When hiring, we wanted to preserve that culture and we would specifically and regularly use cultural fit as a reason to hire people or not. Over time though as I started recruiting from the military community, being that my geography was around a military base, my passion for cultural fit hiring started to be challenged.
Reason being, military members didn't specifically fit the mold we had dubbed as "our" culture as perfectly as candidates from other industries and communities. And that didn't set well with me. I knew they would enhance our community, our company and our culture precisely because of their diversity of thought and background but it was a struggle for me and others internally at first to wrap our arms and minds around it until Howard, our CEO, became personally passionate about the military community too and then it became a company wide priority.
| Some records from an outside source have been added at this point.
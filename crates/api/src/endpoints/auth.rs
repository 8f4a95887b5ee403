//! Authentication endpoints.

use axum::{
    Json, Router,
    extract::State,
    middleware::from_fn_with_state,
    routing::{get, post},
};
use civicwatch_common::AppResult;
use civicwatch_core::{LoginInput, RegisterInput};
use civicwatch_db::entities::user;
use serde::Serialize;

use crate::{
    extractors::AuthUser,
    middleware::AppState,
    rate_limit::{RateLimiterState, rate_limit_auth_middleware},
    response::ApiResponse,
};

/// Public view of a user account.
#[derive(Serialize)]
#[serde(rename_all = "camelCase")]
pub struct UserResponse {
    pub id: String,
    pub name: String,
    pub email: String,
    pub role: &'static str,
    pub is_active: bool,
    pub created_at: String,
}

impl From<&user::Model> for UserResponse {
    fn from(user: &user::Model) -> Self {
        Self {
            id: user.id.clone(),
            name: user.name.clone(),
            email: user.email.clone(),
            role: user.role.as_str(),
            is_active: user.is_active,
            created_at: user.created_at.to_rfc3339(),
        }
    }
}

/// Session response: the user plus their bearer token.
#[derive(Serialize)]
#[serde(rename_all = "camelCase")]
pub struct SessionResponse {
    pub user: UserResponse,
    pub token: String,
}

/// Create a new account.
async fn register(
    State(state): State<AppState>,
    Json(input): Json<RegisterInput>,
) -> AppResult<ApiResponse<SessionResponse>> {
    let (user, token) = state.user_service.register(input).await?;

    Ok(ApiResponse::created(SessionResponse {
        user: UserResponse::from(&user),
        token,
    }))
}

/// Sign in to an existing account.
async fn login(
    State(state): State<AppState>,
    Json(input): Json<LoginInput>,
) -> AppResult<ApiResponse<SessionResponse>> {
    let (user, token) = state.user_service.login(input).await?;

    Ok(ApiResponse::ok(SessionResponse {
        user: UserResponse::from(&user),
        token,
    }))
}

/// Sign out, invalidating the presented token.
async fn logout(
    AuthUser(user): AuthUser,
    State(state): State<AppState>,
) -> AppResult<ApiResponse<()>> {
    state.user_service.logout(&user.id).await?;
    Ok(ApiResponse::message("Logged out"))
}

/// Get the authenticated user.
async fn me(AuthUser(user): AuthUser) -> ApiResponse<UserResponse> {
    ApiResponse::ok(UserResponse::from(&user))
}

pub fn router(limiter: RateLimiterState) -> Router<AppState> {
    // Credential endpoints get the strict auth rate limit tier.
    let credentials = Router::new()
        .route("/register", post(register))
        .route("/login", post(login))
        .route_layer(from_fn_with_state(limiter, rate_limit_auth_middleware));

    Router::new()
        .route("/logout", post(logout))
        .route("/me", get(me))
        .merge(credentials)
}
//! Application configuration.

use serde::Deserialize;
use std::path::Path;

/// Application configuration.
#[derive(Debug, Clone, Deserialize)]
pub struct Config {
    /// Server configuration.
    pub server: ServerConfig,
    /// Database configuration.
    pub database: DatabaseConfig,
    /// Media storage configuration.
    #[serde(default)]
    pub storage: StorageConfig,
}

/// Server configuration.
#[derive(Debug, Clone, Deserialize)]
pub struct ServerConfig {
    /// Host to bind to.
    #[serde(default = "default_host")]
    pub host: String,
    /// Port to bind to.
    #[serde(default = "default_port")]
    pub port: u16,
    /// Public URL of this instance.
    pub url: String,
    /// Request timeout in seconds for ordinary endpoints.
    #[serde(default = "default_request_timeout_secs")]
    pub request_timeout_secs: u64,
    /// Request timeout in seconds for endpoints that accept media uploads.
    #[serde(default = "default_upload_timeout_secs")]
    pub upload_timeout_secs: u64,
}

/// Database connection configuration.
#[derive(Debug, Clone, Deserialize)]
pub struct DatabaseConfig {
    /// `PostgreSQL` connection URL.
    pub url: String,
    /// Maximum number of connections in the pool.
    #[serde(default = "default_max_connections")]
    pub max_connections: u32,
    /// Minimum number of connections in the pool.
    #[serde(default = "default_min_connections")]
    pub min_connections: u32,
}

/// Media storage configuration.
#[derive(Debug, Clone, Deserialize)]
pub struct StorageConfig {
    /// Base path for stored media files.
    #[serde(default = "default_storage_path")]
    pub base_path: String,
    /// Base URL for serving media files.
    #[serde(default = "default_storage_url")]
    pub base_url: String,
    /// Maximum media upload size in bytes.
    #[serde(default = "default_max_upload_bytes")]
    pub max_upload_bytes: usize,
}

impl Default for StorageConfig {
    fn default() -> Self {
        Self {
            base_path: default_storage_path(),
            base_url: default_storage_url(),
            max_upload_bytes: default_max_upload_bytes(),
        }
    }
}

fn default_host() -> String {
    "0.0.0.0".to_string()
}

const fn default_port() -> u16 {
    3000
}

const fn default_request_timeout_secs() -> u64 {
    30
}

const fn default_upload_timeout_secs() -> u64 {
    180
}

const fn default_max_connections() -> u32 {
    100
}

const fn default_min_connections() -> u32 {
    5
}

fn default_storage_path() -> String {
    "./media".to_string()
}

fn default_storage_url() -> String {
    "/media".to_string()
}

const fn default_max_upload_bytes() -> usize {
    10 * 1024 * 1024
}

impl Config {
    /// Load configuration from files and environment variables.
    ///
    /// Configuration is loaded in the following order:
    /// 1. `config/default.toml`
    /// 2. `config/{environment}.toml` (based on `CIVICWATCH_ENV`)
    /// 3. Environment variables with `CIVICWATCH_` prefix
    pub fn load() -> Result<Self, config::ConfigError> {
        let env = std::env::var("CIVICWATCH_ENV").unwrap_or_else(|_| "development".to_string());

        let config = config::Config::builder()
            .add_source(config::File::with_name("config/default").required(false))
            .add_source(config::File::with_name(&format!("config/{env}")).required(false))
            .add_source(
                config::Environment::with_prefix("CIVICWATCH")
                    .separator("__")
                    .try_parsing(true),
            )
            .build()?;

        config.try_deserialize()
    }

    /// Load configuration from a specific file.
    pub fn from_file<P: AsRef<Path>>(path: P) -> Result<Self, config::ConfigError> {
        let config = config::Config::builder()
            .add_source(config::File::from(path.as_ref()))
            .add_source(
                config::Environment::with_prefix("CIVICWATCH")
                    .separator("__")
                    .try_parsing(true),
            )
            .build()?;

        config.try_deserialize()
    }
}
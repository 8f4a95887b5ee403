//! Read-side queries: listings, nearby search and dashboard aggregates.

use std::collections::BTreeMap;

use chrono::{Duration, Utc};
use civicwatch_common::{AppError, AppResult, GeoPoint, validate_radius};
use civicwatch_db::{
    entities::{report, report::Status, user},
    repositories::{ReportFilters, ReportRepository, StatsRepository},
};
use serde::Serialize;

use crate::services::Page;

/// Default page size when the client does not ask for one.
pub const DEFAULT_LIMIT: u64 = 20;

/// Upper bound on page size.
pub const MAX_LIMIT: u64 = 100;

/// A report paired with its distance from a query point.
#[derive(Debug, Clone, Serialize)]
pub struct NearbyReport {
    #[serde(flatten)]
    pub report: report::Model,
    /// Distance from the query point in meters.
    pub distance_m: f64,
}

/// Aggregate numbers for the admin dashboard.
#[derive(Debug, Clone, Serialize)]
#[serde(rename_all = "camelCase")]
pub struct DashboardStats {
    pub total_reports: u64,
    pub reports_last_week: u64,
    pub by_status: BTreeMap<String, u64>,
    pub by_category: BTreeMap<String, u64>,
    pub by_severity: BTreeMap<String, u64>,
    pub total_upvotes: u64,
    /// Mean upvotes per report, zero when there are no reports.
    pub average_upvotes: f64,
    pub total_users: u64,
    pub active_users: u64,
}

/// Per-user contribution numbers.
#[derive(Debug, Clone, Serialize)]
#[serde(rename_all = "camelCase")]
pub struct UserStats {
    pub total_reports: u64,
    pub resolved_reports: u64,
    pub rejected_reports: u64,
    pub upvotes_received: u64,
}

/// Query service for listings and statistics.
#[derive(Clone)]
pub struct QueryService {
    report_repo: ReportRepository,
    stats_repo: StatsRepository,
}

impl QueryService {
    /// Create a new query service.
    #[must_use]
    pub const fn new(report_repo: ReportRepository, stats_repo: StatsRepository) -> Self {
        Self {
            report_repo,
            stats_repo,
        }
    }

    /// Clamp a requested page size into `1..=MAX_LIMIT`.
    #[must_use]
    pub fn clamp_limit(limit: Option<u64>) -> u64 {
        limit.unwrap_or(DEFAULT_LIMIT).clamp(1, MAX_LIMIT)
    }

    /// Row offset for a 1-based page number, saturating on absurd pages.
    #[must_use]
    pub const fn page_offset(page: u64, limit: u64) -> u64 {
        page.saturating_sub(1).saturating_mul(limit)
    }

    /// List the actor's own reports, newest first.
    pub async fn list_owned(
        &self,
        actor: &user::Model,
        limit: u64,
        offset: u64,
    ) -> AppResult<Page<report::Model>> {
        let items = self
            .report_repo
            .find_by_owner(&actor.id, limit, offset)
            .await?;
        let total = self.report_repo.count_by_owner(&actor.id).await?;
        Ok(Page {
            items,
            total,
            limit,
            offset,
        })
    }

    /// List reports within a radius of a point, nearest first.
    ///
    /// Reports exactly at the radius boundary are included.
    pub async fn list_nearby(
        &self,
        lat: f64,
        lng: f64,
        radius_m: f64,
        limit: u64,
        offset: u64,
    ) -> AppResult<Page<NearbyReport>> {
        let point = GeoPoint::new(lat, lng)?;
        validate_radius(radius_m)?;

        let rows = self
            .report_repo
            .find_nearby(point.lat, point.lng, radius_m, limit, offset)
            .await?;
        let total = self
            .report_repo
            .count_nearby(point.lat, point.lng, radius_m)
            .await?;

        let items = rows
            .into_iter()
            .map(|(report, distance_m)| NearbyReport { report, distance_m })
            .collect();

        Ok(Page {
            items,
            total,
            limit,
            offset,
        })
    }

    /// Admin listing across all reports with optional filters, newest first.
    pub async fn admin_list(
        &self,
        actor: &user::Model,
        filters: &ReportFilters,
        limit: u64,
        offset: u64,
    ) -> AppResult<Page<report::Model>> {
        require_admin(actor)?;

        let items = self.report_repo.find_filtered(filters, limit, offset).await?;
        let total = self.report_repo.count_filtered(filters).await?;
        Ok(Page {
            items,
            total,
            limit,
            offset,
        })
    }

    /// Live dashboard aggregates, computed from the tables on every call.
    pub async fn dashboard_stats(&self, actor: &user::Model) -> AppResult<DashboardStats> {
        require_admin(actor)?;

        let week_ago = (Utc::now() - Duration::days(7)).into();
        let total_reports = self.stats_repo.total_reports().await?;
        let total_upvotes = self.stats_repo.total_upvotes().await?;

        #[allow(clippy::cast_precision_loss)]
        let average_upvotes = if total_reports == 0 {
            0.0
        } else {
            total_upvotes as f64 / total_reports as f64
        };

        Ok(DashboardStats {
            total_reports,
            reports_last_week: self.stats_repo.reports_since(week_ago).await?,
            by_status: self
                .stats_repo
                .reports_by_status()
                .await?
                .into_iter()
                .map(|(k, v)| (k.as_str().to_string(), v))
                .collect(),
            by_category: self
                .stats_repo
                .reports_by_category()
                .await?
                .into_iter()
                .map(|(k, v)| (k.as_str().to_string(), v))
                .collect(),
            by_severity: self
                .stats_repo
                .reports_by_severity()
                .await?
                .into_iter()
                .map(|(k, v)| (k.as_str().to_string(), v))
                .collect(),
            total_upvotes,
            average_upvotes,
            total_users: self.stats_repo.total_users().await?,
            active_users: self.stats_repo.active_users().await?,
        })
    }

    /// Contribution numbers for one user.
    pub async fn user_stats(&self, user_id: &str) -> AppResult<UserStats> {
        let by_status = self.stats_repo.reports_by_status_for_user(user_id).await?;

        let count_of = |status: Status| {
            by_status
                .iter()
                .find(|(s, _)| *s == status)
                .map_or(0, |(_, n)| *n)
        };

        Ok(UserStats {
            total_reports: by_status.iter().map(|(_, n)| n).sum(),
            resolved_reports: count_of(Status::Resolved),
            rejected_reports: count_of(Status::Rejected),
            upvotes_received: self.stats_repo.upvotes_received(user_id).await?,
        })
    }
}

/// Gate admin-only queries on the actor's role.
fn require_admin(actor: &user::Model) -> AppResult<()> {
    if actor.is_admin() {
        Ok(())
    } else {
        Err(AppError::Forbidden("Admin role required".to_string()))
    }
}

#[cfg(test)]
#[allow(clippy::unwrap_used)]
mod tests {
    use super::*;
    use civicwatch_common::AppError;
    use std::sync::Arc;

    use sea_orm::{DatabaseBackend, MockDatabase};

    fn service() -> QueryService {
        let db = Arc::new(MockDatabase::new(DatabaseBackend::Postgres).into_connection());
        QueryService::new(
            ReportRepository::new(db.clone()),
            StatsRepository::new(db),
        )
    }

    #[test]
    fn test_clamp_limit_default() {
        assert_eq!(QueryService::clamp_limit(None), DEFAULT_LIMIT);
    }

    #[test]
    fn test_clamp_limit_bounds() {
        assert_eq!(QueryService::clamp_limit(Some(0)), 1);
        assert_eq!(QueryService::clamp_limit(Some(1000)), MAX_LIMIT);
        assert_eq!(QueryService::clamp_limit(Some(50)), 50);
    }

    #[test]
    fn test_page_offset() {
        assert_eq!(QueryService::page_offset(1, 20), 0);
        assert_eq!(QueryService::page_offset(3, 20), 40);
    }

    #[test]
    fn test_page_offset_saturates() {
        assert_eq!(QueryService::page_offset(u64::MAX, MAX_LIMIT), u64::MAX);
        assert_eq!(QueryService::page_offset(0, 20), 0);
    }

    fn plain_user(id: &str) -> user::Model {
        user::Model {
            id: id.to_string(),
            name: "Test".to_string(),
            email: format!("{id}@example.com"),
            password_hash: "$argon2id$test".to_string(),
            role: civicwatch_db::entities::user::Role::User,
            is_active: true,
            token: None,
            created_at: Utc::now().into(),
            updated_at: None,
        }
    }

    #[tokio::test]
    async fn test_dashboard_stats_requires_admin() {
        let svc = service();
        let result = svc.dashboard_stats(&plain_user("u1")).await;
        assert!(matches!(result, Err(AppError::Forbidden(_))));
    }

    #[tokio::test]
    async fn test_admin_list_requires_admin() {
        let svc = service();
        let result = svc
            .admin_list(&plain_user("u1"), &ReportFilters::default(), 20, 0)
            .await;
        assert!(matches!(result, Err(AppError::Forbidden(_))));
    }

    #[tokio::test]
    async fn test_list_nearby_rejects_bad_coordinates() {
        let svc = service();
        let result = svc.list_nearby(95.0, 0.0, 500.0, 20, 0).await;
        assert!(matches!(result, Err(AppError::Validation(_))));
    }

    #[tokio::test]
    async fn test_list_nearby_rejects_nonpositive_radius() {
        let svc = service();
        let result = svc.list_nearby(10.0, 10.0, 0.0, 20, 0).await;
        assert!(matches!(result, Err(AppError::Validation(_))));
    }
}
But it still took expanding our minds about what cultural fit meant.
Adam Grant in his book Originals talks about a study done by researcher and author Lauren Rivera that found that hiring managers would use “cultural fit” against candidates not exactly like themselves. When I read that, it hit me hard and I realized that is basically what we were doing. I felt guilty at first but proud that we eventually started to expand our minds about what "cultural fit" meant and started hiring people that may not have been a typical or traditional hire.
If Not Cultural Fit, Then What?
Adam suggests instead focus on cultural impact. This visual illustrates it well. Basically if you hire for a not clearly defined, more gut intuition culture you're more prone to hiring someone exactly like you. This ultimately reduces diversity and innovation. People are more likely to just conform than test, experiment, challenge, etc. And unless your organization has no desire to change, grow or evolve (which only the extinct have in common), then "culture fit" could be holding you back.
Explicit, Clear Values
Now it doesn't mean that cultural values go out the window, on the contrary. It means be very explicit about your values. And they should be behavioral based vs. just a word. For example,
"Integrity" versus "we speak and act the truth in all we do".
See the difference?
One is much more actionable than the other. And it lends to helping grow diversity in the hiring process versus hurting. The company with "speak and act the truth" as a value could then ask questions related to that and I ideally put the candidate into real scenarios to see if they are honest in their actions. Like for an example, leave a $5 on the floor next to them and leave the room and see what they do.
The point is when you know the behavior you're looking for in someone, the style matters less. So you can then be open to differences in approach or feel and focus on whether or not you see the action that's consistent with the behaviors of the rest of your organization.